Cold War II seems to be upon us. The bad news is that it has come on extremely rapidly. The good news - there isn't any. 

Mary Elise Sarotte is an expert on my Cold War, Cold War I, and a professor at John Hopkins University. She considers Cold War II by far the more dangerous.



That 20th-century conflict was characterized by avoidance of direct Western-Russian engagement, producing instead proxy wars in other countries. President Vladimir Putin’s brazenness calls this practice into question. If he is reckless enough to pulverize Ukrainian civilians and risk popular rebellion, he may be reckless enough to provoke NATO.

Russia’s vastly larger military — along with its stifled domestic political opposition, free press and free speech — means that there will be few checks on Mr. Putin’s carnage beyond what the outgunned Ukrainians can bring to bear. And if his conduct in Chechnya — a territory Russia mauled militarily in the 1990s — is any example, a potential occupation of Ukraine will be bloody and brutal, with additional spillover risks.

Thirty years after the end of the Cold War, Washington and Moscow still control more than 90 percent of the world’s nuclear warheads — more than enough to devastate most life on earth. The missiles that deliver those warheads have the ability, through their immense speed and reach, to shrink the world into a very small place.

Another problem is how quickly we have spun back up to Cold War-like hostility. During the old Cold War, which lasted from the late 1940s until around 1989, settled patterns of non-engagement had time to evolve.




...The longevity of the Cold War also gave both sides time and incentive to negotiate arms control agreements. Washington and its allies concluded a host of detailed treaties with Moscow that, while flawed, at least provided predictability and monitoring — all while serving to build a long-term relationship in managing nuclear danger.

In recent years, however, both sides rashly shed many of these accords, seeing them as outdated and inconveniently constraining. The New START Treaty is now the only restraint on the number and types of U.S. and Russian nuclear weapons — and it expires in 2026, with little hope of renewal. Already gone are the Anti-Ballistic Missile Treaty, which George W. Bush abrogated in 2002, and the Conventional Armed Forces in Europe Treaty, from which Mr. Putin “suspended” Russian participation in 2007. And, most relevant to today’s crisis, in 2019 President Donald Trump abrogated the Intermediate-Range Nuclear Forces Treaty over U.S. claims of Russian violations and Chinese arms buildup (though China was not a party to the treaty).

...Even if Moscow can be brought back to the negotiating table, which seems highly unlikely for the foreseeable future, it would take years of painstaking talks to resurrect these treaties. Their disappearance is especially grievous in light of other losses — of military-to-military communication, expelled embassy and consulate staff members — and the development of new forms of weapons, such as hypersonic missiles and cyberwarfare. Two of the world’s largest military powers are now functioning in near-total isolation from each other, which is a danger to everyone.

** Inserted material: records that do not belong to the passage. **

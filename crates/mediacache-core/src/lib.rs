//! Mediacache Core - tiered cache for remote media assets.
//!
//! Assets (images and video references) are identified by a stable logical
//! path and served from memory, then from a local cache directory, and only
//! fetched over the network when both tiers miss. Network access goes through
//! a [`FetchCoordinator`] that keeps at most one fetch in flight per key.
//!
//! # Example
//!
//! ```rust,ignore
//! use mediacache_core::{HttpSignedUrlResolver, MediaCache, MediaCacheConfig};
//! use std::sync::Arc;
//! use std::time::Duration;
//!
//! #[tokio::main]
//! async fn main() -> mediacache_core::Result<()> {
//!     let resolver = HttpSignedUrlResolver::new(
//!         "https://example.test/storage/v1",
//!         Duration::from_secs(10),
//!     )?
//!     .with_bearer_token("<session token>");
//!
//!     let cache = MediaCache::builder(MediaCacheConfig::default())
//!         .resolver(Arc::new(resolver))
//!         .build()?;
//!
//!     let photo = cache.images().fetch("milestone_images/42.jpg").await?;
//!     println!("{} bytes", photo.len());
//!     Ok(())
//! }
//! ```

pub mod config;
pub mod coordinator;
pub mod error;
pub mod key;
pub mod remote;
pub mod retry;
pub mod store;
pub mod tiered;

mod facade;

pub use config::{CacheDefaults, MediaCacheConfig};
pub use coordinator::FetchCoordinator;
pub use error::{MediaCacheError, Result};
pub use facade::{
    Image, ImageCache, KindCache, MediaCache, MediaCacheBuilder, MediaKind, VideoCache,
    VideoReference,
};
pub use key::{Asset, AssetKind, CacheKey, StorageKey};
pub use remote::{
    ByteFetcher, DynFetcher, DynResolver, HttpByteFetcher, HttpSignedUrlResolver, RemoteResolver,
};
pub use retry::{retry_async, RetryPolicy, RetryStats};
pub use store::{DiskStore, DiskUsage, MemoryStore};
pub use tiered::{CacheStats, TieredCache};
//! Fetch-or-populate with at most one network fetch per key.
//!
//! On a cache miss the first caller spawns a fetch task and registers a
//! `watch` channel for the key; later callers for the same key subscribe to
//! that channel instead of fetching again. The task resolves the URL, fetches
//! the bytes, populates the cache, drops the in-flight entry and then
//! broadcasts the outcome.
//!
//! Per-key lifecycle: `Idle -> Resolving -> Fetching -> {Populated, Failed} -> Idle`.
//! Only the cache tiers persist anything; the in-flight table holds a key just
//! while its fetch is outstanding.
//!
//! Dropping a caller's future does not cancel the spawned fetch. If every
//! caller goes away the fetch still completes and populates the cache.

use crate::error::{MediaCacheError, Result};
use crate::key::{Asset, CacheKey};
use crate::remote::{DynFetcher, DynResolver};
use crate::tiered::TieredCache;
use futures::future::join_all;
use std::collections::HashMap;
use std::sync::{Arc, Mutex, MutexGuard};
use tokio::sync::watch;
use tracing::{debug, trace, warn};

type FetchOutcome = Result<Asset>;
type FlightReceiver = watch::Receiver<Option<FetchOutcome>>;
type FlightTable = Mutex<HashMap<CacheKey, FlightReceiver>>;

struct Inner {
    cache: Arc<TieredCache>,
    resolver: DynResolver,
    fetcher: DynFetcher,
    in_flight: FlightTable,
    url_ttl_secs: u32,
}

/// Wraps a [`TieredCache`] with single-flight fetch-or-populate semantics.
///
/// Cheap to clone; clones share the cache and the in-flight table.
#[derive(Clone)]
pub struct FetchCoordinator {
    inner: Arc<Inner>,
}

impl FetchCoordinator {
    pub fn new(
        cache: Arc<TieredCache>,
        resolver: DynResolver,
        fetcher: DynFetcher,
        url_ttl_secs: u32,
    ) -> Self {
        Self {
            inner: Arc::new(Inner {
                cache,
                resolver,
                fetcher,
                in_flight: Mutex::new(HashMap::new()),
                url_ttl_secs,
            }),
        }
    }

    pub fn cache(&self) -> &Arc<TieredCache> {
        &self.inner.cache
    }

    /// Return the asset for `key`, fetching it from `namespace` on a miss.
    ///
    /// Concurrent callers for the same key share one resolve and one fetch and
    /// all observe the same outcome. Failures are not cached.
    pub async fn fetch_or_get(&self, key: &CacheKey, namespace: &str) -> Result<Asset> {
        if let Some(asset) = self.inner.cache.get(key).await {
            return Ok(asset);
        }

        let mut rx = match self.join_or_start(key, namespace) {
            Flight::Ready(asset) => return Ok(asset),
            Flight::Waiting(rx) => rx,
        };

        let outcome = match rx.wait_for(Option::is_some).await {
            Ok(slot) => (*slot).clone(),
            Err(_) => None,
        };
        outcome.unwrap_or_else(|| {
            Err(MediaCacheError::FetchAborted {
                key: key.path().to_string(),
            })
        })
    }

    /// Warm the cache for several keys concurrently.
    pub async fn prefetch(&self, keys: &[CacheKey], namespace: &str) -> Vec<Result<Asset>> {
        join_all(keys.iter().map(|key| self.fetch_or_get(key, namespace))).await
    }

    /// Drop `key` from both tiers. An outstanding fetch is left to finish.
    pub async fn invalidate(&self, key: &CacheKey) {
        self.inner.cache.remove(key).await;
    }

    /// Number of keys with a fetch currently outstanding.
    pub fn in_flight_count(&self) -> usize {
        self.inner.lock_flights().len()
    }

    pub fn is_in_flight(&self, key: &CacheKey) -> bool {
        self.inner.lock_flights().contains_key(key)
    }

    /// Join an existing flight for `key` or register and spawn a new one.
    ///
    /// Check and insert happen under a single lock acquisition.
    fn join_or_start(&self, key: &CacheKey, namespace: &str) -> Flight {
        let mut flights = self.inner.lock_flights();

        if let Some(rx) = flights.get(key) {
            debug!("Joining in-flight fetch for {}", key);
            return Flight::Waiting(rx.clone());
        }

        // A flight that finished after our cache check has already populated
        // memory before leaving the table.
        if let Some(asset) = self.inner.cache.get_memory(key) {
            return Flight::Ready(asset);
        }

        let (tx, rx) = watch::channel(None);
        flights.insert(key.clone(), rx.clone());
        drop(flights);

        let guard = FlightGuard {
            inner: Arc::clone(&self.inner),
            key: key.clone(),
        };
        tokio::spawn(Inner::run_flight(guard, namespace.to_string(), tx));

        Flight::Waiting(rx)
    }
}

enum Flight {
    Ready(Asset),
    Waiting(FlightReceiver),
}

/// Removes a key from the in-flight table when dropped, including on panic.
struct FlightGuard {
    inner: Arc<Inner>,
    key: CacheKey,
}

impl Drop for FlightGuard {
    fn drop(&mut self) {
        self.inner.lock_flights().remove(&self.key);
        trace!("{}: Idle", self.key);
    }
}

impl Inner {
    fn lock_flights(&self) -> MutexGuard<'_, HashMap<CacheKey, FlightReceiver>> {
        // The table holds no invariants a panicking holder could break.
        self.in_flight
            .lock()
            .unwrap_or_else(|poisoned| poisoned.into_inner())
    }

    async fn run_flight(
        guard: FlightGuard,
        namespace: String,
        tx: watch::Sender<Option<FetchOutcome>>,
    ) {
        let inner = Arc::clone(&guard.inner);
        let key = guard.key.clone();

        let outcome = inner.resolve_and_fetch(&key, &namespace).await;

        match &outcome {
            Ok(asset) => {
                inner.cache.set(&key, asset.clone()).await;
                trace!("{}: Populated", key);
            }
            Err(e) => {
                warn!("Fetch for {} failed: {}", key, e);
                trace!("{}: Failed", key);
            }
        }

        // Leave the table before notifying so a caller arriving after a
        // failure starts a fresh attempt.
        drop(guard);

        if tx.send(Some(outcome)).is_err() {
            debug!("All waiters for {} went away before the fetch finished", key);
        }
    }

    async fn resolve_and_fetch(&self, key: &CacheKey, namespace: &str) -> FetchOutcome {
        trace!("{}: Resolving", key);
        let url = self
            .resolver
            .resolve(key, namespace, self.url_ttl_secs)
            .await
            .map_err(|e| e.into_resolve_failure(key.path()))?;

        trace!("{}: Fetching", key);
        let bytes = self
            .fetcher
            .fetch(&url)
            .await
            .map_err(MediaCacheError::into_network_failure)?;

        debug!("Fetched {} ({} bytes)", key, bytes.len());
        Ok(Asset::for_key(key, bytes))
    }
}

impl std::fmt::Debug for FetchCoordinator {
    fn fmt(&self, f: &mut std::fmt::Formatter<'_>) -> std::fmt::Result {
        f.debug_struct("FetchCoordinator")
            .field("url_ttl_secs", &self.inner.url_ttl_secs)
            .field("in_flight", &self.in_flight_count())
            .finish()
    }
}

#[cfg(test)]
mod tests {
    use super::*;
    use crate::remote::{ByteFetcher, RemoteResolver};
    use crate::store::{DiskStore, MemoryStore};
    use async_trait::async_trait;
    use bytes::Bytes;
    use std::sync::atomic::{AtomicUsize, Ordering};
    use tempfile::TempDir;
    use url::Url;

    struct EchoResolver {
        calls: AtomicUsize,
    }

    #[async_trait]
    impl RemoteResolver for EchoResolver {
        async fn resolve(&self, key: &CacheKey, namespace: &str, ttl_secs: u32) -> Result<Url> {
            self.calls.fetch_add(1, Ordering::SeqCst);
            assert_eq!(ttl_secs, 30);
            Ok(Url::parse(&format!("https://cdn.test/{}/{}", namespace, key.path())).unwrap())
        }
    }

    struct PathFetcher {
        calls: AtomicUsize,
    }

    #[async_trait]
    impl ByteFetcher for PathFetcher {
        async fn fetch(&self, url: &Url) -> Result<Bytes> {
            self.calls.fetch_add(1, Ordering::SeqCst);
            Ok(Bytes::from(url.path().to_string()))
        }
    }

    struct BrokenFetcher;

    #[async_trait]
    impl ByteFetcher for BrokenFetcher {
        async fn fetch(&self, _url: &Url) -> Result<Bytes> {
            Err(MediaCacheError::Config {
                message: "unexpected".into(),
            })
        }
    }

    fn create_cache(temp: &TempDir) -> Arc<TieredCache> {
        Arc::new(TieredCache::new(
            MemoryStore::new(1024 * 1024),
            DiskStore::new(temp.path().join("media")),
        ))
    }

    #[tokio::test]
    async fn test_miss_then_hit() {
        let temp = TempDir::new().unwrap();
        let resolver = Arc::new(EchoResolver {
            calls: AtomicUsize::new(0),
        });
        let fetcher = Arc::new(PathFetcher {
            calls: AtomicUsize::new(0),
        });
        let coordinator =
            FetchCoordinator::new(create_cache(&temp), resolver.clone(), fetcher.clone(), 30);
        let key = CacheKey::new("p/a.jpg").unwrap();

        let first = coordinator.fetch_or_get(&key, "posts").await.unwrap();
        assert_eq!(first.bytes().as_ref(), b"/posts/p/a.jpg");

        let second = coordinator.fetch_or_get(&key, "posts").await.unwrap();
        assert_eq!(first, second);
        assert_eq!(resolver.calls.load(Ordering::SeqCst), 1);
        assert_eq!(fetcher.calls.load(Ordering::SeqCst), 1);
        assert_eq!(coordinator.in_flight_count(), 0);
    }

    #[tokio::test]
    async fn test_fetcher_errors_are_normalized() {
        let temp = TempDir::new().unwrap();
        let coordinator = FetchCoordinator::new(
            create_cache(&temp),
            Arc::new(EchoResolver {
                calls: AtomicUsize::new(0),
            }),
            Arc::new(BrokenFetcher),
            30,
        );
        let key = CacheKey::new("p/a.jpg").unwrap();

        let err = coordinator.fetch_or_get(&key, "posts").await.unwrap_err();
        assert!(matches!(err, MediaCacheError::Network { .. }));
        assert!(!coordinator.is_in_flight(&key));
        assert!(coordinator.cache().get(&key).await.is_none());
    }

    #[tokio::test]
    async fn test_prefetch_warms_every_key() {
        let temp = TempDir::new().unwrap();
        let fetcher = Arc::new(PathFetcher {
            calls: AtomicUsize::new(0),
        });
        let coordinator = FetchCoordinator::new(
            create_cache(&temp),
            Arc::new(EchoResolver {
                calls: AtomicUsize::new(0),
            }),
            fetcher.clone(),
            30,
        );
        let keys: Vec<CacheKey> = (0..4)
            .map(|i| CacheKey::new(format!("p/{}.jpg", i)).unwrap())
            .collect();

        let results = coordinator.prefetch(&keys, "posts").await;

        assert!(results.iter().all(|r| r.is_ok()));
        assert_eq!(fetcher.calls.load(Ordering::SeqCst), 4);
        for key in &keys {
            assert!(coordinator.cache().get_memory(key).is_some());
        }
    }

    #[tokio::test]
    async fn test_invalidate_forces_refetch() {
        let temp = TempDir::new().unwrap();
        let fetcher = Arc::new(PathFetcher {
            calls: AtomicUsize::new(0),
        });
        let coordinator = FetchCoordinator::new(
            create_cache(&temp),
            Arc::new(EchoResolver {
                calls: AtomicUsize::new(0),
            }),
            fetcher.clone(),
            30,
        );
        let key = CacheKey::new("p/a.jpg").unwrap();

        coordinator.fetch_or_get(&key, "posts").await.unwrap();
        coordinator.invalidate(&key).await;
        coordinator.fetch_or_get(&key, "posts").await.unwrap();

        assert_eq!(fetcher.calls.load(Ordering::SeqCst), 2);
    }
}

Becoming a historian requires the ability to develop a sense of periodization. I sense a period ending. I am now deeply afraid that Mr. Putin’s recklessness may cause the years between the Cold War and the Covid-19 pandemic to seem a halcyon period to future historians, compared with what came after. I fear we may find ourselves missing the old Cold War.


Comments

  1. Why we can't have nice things.

    This is from an AP article about Putin.
    "During a five-hour dinner between the two leaders, Putin spent more time railing about NATO expansion and the 2014 revolution in Ukraine than discussing the immediate crisis."

    Brain dead leadership and media. We're f**ked.